Il les "combattait" dans ses écrits, mais en défendait aussi avec cynisme la nécessité sociale. Pour Voltaire la religion servait à duper le peuple, et il a mis ses théories en pratique dans son domaine de Ferney. Tu appelles ça "combattre la religion et les superstitions", de faire bâtir une église et de faire écrire au Pape pour obtenir une relique pour cette église ? Des philosophes réellement critiques vis-à-vis de la religion dans tous ses aspects il y en avait à la même époque : d'Holbach par exemple.

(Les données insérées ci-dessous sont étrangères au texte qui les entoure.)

//! Type definitions for webserver
//!
//! Records are what the handlers hand to the repositories: the validated
//! request together with the result computed from it.

use serde::Deserialize;
use shared::{
    AuditDigests, AuditRequest, CityParams, CityStatistics, HealthModelKind, HealthReport, HealthRequest,
    SustainableFeatures, TrafficPlan, TrafficPolicyKind, TrafficRequest,
};

#[derive(Debug, Clone, PartialEq)]
pub struct TrafficRecord {
    pub request: TrafficRequest,
    pub plan: TrafficPlan,
}

#[derive(Debug, Clone, PartialEq)]
pub struct HealthRecord {
    pub request: HealthRequest,
    pub report: HealthReport,
}

/// City rows keep the aggregates, not the building list
#[derive(Debug, Clone, PartialEq)]
pub struct CityRecord {
    pub params: CityParams,
    pub statistics: CityStatistics,
    pub features: SustainableFeatures,
}

#[derive(Debug, Clone, PartialEq)]
pub struct AuditRecord {
    pub request: AuditRequest,
    pub digests: AuditDigests,
}

/// `?policy=` on the traffic endpoint
#[derive(Debug, Clone, Copy, Default, Deserialize)]
pub struct PolicyQuery {
    pub policy: Option<TrafficPolicyKind>,
}

/// `?model=` on the health endpoint
#[derive(Debug, Clone, Copy, Default, Deserialize)]
pub struct ModelQuery {
    pub model: Option<HealthModelKind>,
}
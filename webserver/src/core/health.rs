//! Health heuristics
//!
//! [`WeightedModel`] scores vitals into a 0-100 composite; [`RiskModel`]
//! accumulates fixed penalties from a lifestyle profile.

use shared::{
    HealthAssessment, HealthModelKind, HealthReport, HealthRequest, RiskFactors, RiskInput, RiskReport,
    ValidationResult, VitalsInput, VitalsReport,
};

/// A health analysis model
pub trait HealthModel {
    type Input;

    fn kind(&self) -> HealthModelKind;

    /// Validate `input` and produce a report
    fn analyze(&self, input: &Self::Input) -> ValidationResult<HealthReport>;
}

/// Cardiovascular, exercise and sleep sub-scores weighted 40/30/30
#[derive(Debug, Clone, Copy, Default)]
pub struct WeightedModel;

impl WeightedModel {
    const MAX_RECOMMENDATIONS: usize = 3;

    fn cardiovascular_score(input: &VitalsInput) -> i64 {
        let mut score = 100;
        if input.heart_rate < 60 || input.heart_rate > 100 {
            score -= 20;
        }
        if input.systolic_bp > 140 || input.diastolic_bp > 90 {
            score -= 30;
        } else if input.systolic_bp > 120 || input.diastolic_bp > 80 {
            score -= 10;
        }
        score
    }

    fn sleep_score(hours: f64) -> i64 {
        if !(6.0..=9.0).contains(&hours) {
            70
        } else if !(7.0..=8.0).contains(&hours) {
            90
        } else {
            100
        }
    }

    fn recommendations(input: &VitalsInput) -> Vec<String> {
        let mut recommendations = Vec::new();
        if input.heart_rate > 100 {
            recommendations.push("Try relaxation training to bring your resting heart rate down".to_string());
        }
        if input.systolic_bp > 120 {
            recommendations.push("Limit salt intake to keep blood pressure healthy".to_string());
        }
        if input.exercise_minutes < 30 {
            recommendations.push("Increase daily activity to at least 30 minutes".to_string());
        }
        if input.sleep_hours < 7.0 {
            recommendations.push("Aim for 7-8 hours of sleep each night".to_string());
        }

        if recommendations.is_empty() {
            recommendations = vec![
                "Keep up your current healthy lifestyle".to_string(),
                "Stay consistent with exercise and sleep routines".to_string(),
                "Schedule regular health check-ups".to_string(),
            ];
        }
        recommendations.truncate(Self::MAX_RECOMMENDATIONS);
        recommendations
    }
}

impl HealthModel for WeightedModel {
    type Input = VitalsInput;

    fn kind(&self) -> HealthModelKind {
        HealthModelKind::Weighted
    }

    fn analyze(&self, input: &VitalsInput) -> ValidationResult<HealthReport> {
        input.validate()?;

        let cardiovascular = Self::cardiovascular_score(input);
        let exercise = (input.exercise_minutes * 2).min(100);
        let sleep = Self::sleep_score(input.sleep_hours);

        let exercise_level = match input.exercise_minutes {
            m if m >= 60 => "excellent",
            m if m >= 30 => "adequate",
            _ => "insufficient",
        };
        let sleep_quality = match sleep {
            s if s >= 90 => "excellent",
            s if s >= 70 => "good",
            _ => "needs improvement",
        };

        let composite = cardiovascular as f64 * 0.4 + exercise as f64 * 0.3 + sleep as f64 * 0.3;

        Ok(HealthReport::Weighted(VitalsReport {
            health_assessment: HealthAssessment {
                cardiovascular: if cardiovascular >= 80 { "good" } else { "needs attention" }.to_string(),
                exercise_level: exercise_level.to_string(),
                sleep_quality: sleep_quality.to_string(),
            },
            recommendations: Self::recommendations(input),
            health_score: composite.clamp(0.0, 100.0) as u32,
            risk_factors: RiskFactors {
                hypertension_risk: if input.systolic_bp > 140 { "high" } else { "low" }.to_string(),
                cardiovascular_risk: if input.heart_rate > 90 { "medium" } else { "low" }.to_string(),
            },
        }))
    }
}

/// Adds fixed penalties per triggered rule, clamped to 0-100
#[derive(Debug, Clone, Copy, Default)]
pub struct RiskModel;

impl RiskModel {
    const HYPERTENSION: [&'static str; 2] = ["hypertension", "高血压"];
    const DIABETES: [&'static str; 2] = ["diabetes", "糖尿病"];

    fn has_condition(conditions: &[String], keywords: &[&str]) -> bool {
        conditions
            .iter()
            .map(|c| c.trim().to_lowercase())
            .any(|c| keywords.contains(&c.as_str()))
    }
}

impl HealthModel for RiskModel {
    type Input = RiskInput;

    fn kind(&self) -> HealthModelKind {
        HealthModelKind::Risk
    }

    fn analyze(&self, input: &RiskInput) -> ValidationResult<HealthReport> {
        input.validate()?;

        let mut risk: i64 = 0;
        let mut insights = Vec::new();
        let mut recommendations = Vec::new();
        let mut note = |insight: &str, recommendation: &str| {
            insights.push(insight.to_string());
            recommendations.push(recommendation.to_string());
        };

        if input.hr_rest > 90 {
            risk += 20;
            note(
                "Resting heart rate is elevated",
                "Consider low-intensity aerobic training and monitor blood pressure",
            );
        } else if input.hr_rest < 50 && input.age > 30 {
            note(
                "Resting heart rate is low",
                "See a doctor if it comes with dizziness or fatigue",
            );
        }

        if input.sleep_hours < 6.0 {
            risk += 20;
            note("Not enough sleep", "Keep a steady 7-8 hours of sleep");
        } else if input.sleep_hours > 9.0 {
            note("Sleeping longer than usual", "Keep a regular schedule and add daytime activity");
        }

        if input.steps < 5000 {
            risk += 15;
            note("Daily activity is low", "Build up gradually to 8000-10000 steps a day");
        } else if input.steps > 15000 {
            note("Daily activity is high", "Stay hydrated and stretch to avoid overtraining");
        }

        if Self::has_condition(&input.conditions, &Self::HYPERTENSION) {
            risk += 15;
            note(
                "Existing hypertension risk factor",
                "Reduce salt, monitor blood pressure and follow prescribed medication",
            );
        }
        if Self::has_condition(&input.conditions, &Self::DIABETES) {
            risk += 15;
            note(
                "Existing glucose metabolism risk factor",
                "Control carbohydrate intake and exercise regularly",
            );
        }

        // Age adds risk without its own insight
        if input.age >= 55 {
            risk += 10;
        }

        if insights.is_empty() {
            insights.push("Overall indicators are within acceptable range".to_string());
            recommendations.push("Keep a balanced diet, regular routine and moderate exercise".to_string());
        }

        Ok(HealthReport::Risk(RiskReport {
            risk_score: risk.clamp(0, 100) as u32,
            insights,
            recommendations,
        }))
    }
}

/// Run whichever model the request shape selects
pub fn analyze(request: &HealthRequest) -> ValidationResult<HealthReport> {
    match request {
        HealthRequest::Weighted(input) => WeightedModel.analyze(input),
        HealthRequest::Risk(input) => RiskModel.analyze(input),
    }
}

Ou le curé Meslier un peu avant. De rares exemplaires du bouquin de Meslier circulaient sous le manteau. Voltaire en a eu une copie : il l'a fait publier, mais en faisant des grandes coupes notamment dans tout ce qui était réellement athée, et même en réécrivant des passages dans un sens "théiste". Voila quelques aspects du héros philosophique de la bourgeoisie ! Ben moi j'appelle ça une crapule.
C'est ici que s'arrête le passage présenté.